AIM OF THE EXERCISE — Write out exactly the first lines of the listing, ending on the line that contains "pub fn expand_env_vars(input: &str)".

DATA TO PROCESS —
►
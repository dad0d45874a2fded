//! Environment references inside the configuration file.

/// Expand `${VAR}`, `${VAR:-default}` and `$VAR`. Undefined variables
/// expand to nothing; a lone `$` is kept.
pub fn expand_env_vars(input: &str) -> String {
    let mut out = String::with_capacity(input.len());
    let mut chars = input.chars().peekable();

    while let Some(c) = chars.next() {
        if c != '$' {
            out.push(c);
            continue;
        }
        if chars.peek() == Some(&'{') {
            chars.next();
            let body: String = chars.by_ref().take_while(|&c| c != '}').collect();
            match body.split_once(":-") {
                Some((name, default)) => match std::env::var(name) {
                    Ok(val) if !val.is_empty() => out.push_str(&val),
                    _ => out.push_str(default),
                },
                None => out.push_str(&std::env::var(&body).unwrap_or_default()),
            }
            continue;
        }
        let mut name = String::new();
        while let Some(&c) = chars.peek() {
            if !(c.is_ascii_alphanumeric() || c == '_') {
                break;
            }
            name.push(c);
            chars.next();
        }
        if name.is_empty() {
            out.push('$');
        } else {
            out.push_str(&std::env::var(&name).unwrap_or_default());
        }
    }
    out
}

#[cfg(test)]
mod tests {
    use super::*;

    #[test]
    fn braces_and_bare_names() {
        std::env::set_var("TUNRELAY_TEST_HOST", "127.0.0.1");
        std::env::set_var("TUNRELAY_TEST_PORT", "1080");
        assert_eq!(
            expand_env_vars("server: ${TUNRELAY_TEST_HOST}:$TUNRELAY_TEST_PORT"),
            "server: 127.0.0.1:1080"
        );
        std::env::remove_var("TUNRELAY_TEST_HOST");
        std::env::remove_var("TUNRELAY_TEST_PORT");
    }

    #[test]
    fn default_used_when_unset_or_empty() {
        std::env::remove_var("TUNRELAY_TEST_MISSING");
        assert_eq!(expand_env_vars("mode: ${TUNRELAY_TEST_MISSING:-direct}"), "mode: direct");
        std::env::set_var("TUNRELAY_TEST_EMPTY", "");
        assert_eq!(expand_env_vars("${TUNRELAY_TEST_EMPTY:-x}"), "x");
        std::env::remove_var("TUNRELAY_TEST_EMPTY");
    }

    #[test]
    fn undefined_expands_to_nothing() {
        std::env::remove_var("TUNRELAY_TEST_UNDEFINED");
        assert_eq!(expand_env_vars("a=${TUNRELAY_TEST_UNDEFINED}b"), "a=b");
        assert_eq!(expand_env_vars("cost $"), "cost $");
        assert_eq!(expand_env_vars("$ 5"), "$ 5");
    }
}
◄
RESPONSE —
repository dad0d45874a2fded
//! Environment references inside the configuration file.

/// Expand `${VAR}`, `${VAR:-default}` and `$VAR`. Undefined variables
/// expand to nothing; a lone `$` is kept.
pub fn expand_env_vars(input: &str) -> String {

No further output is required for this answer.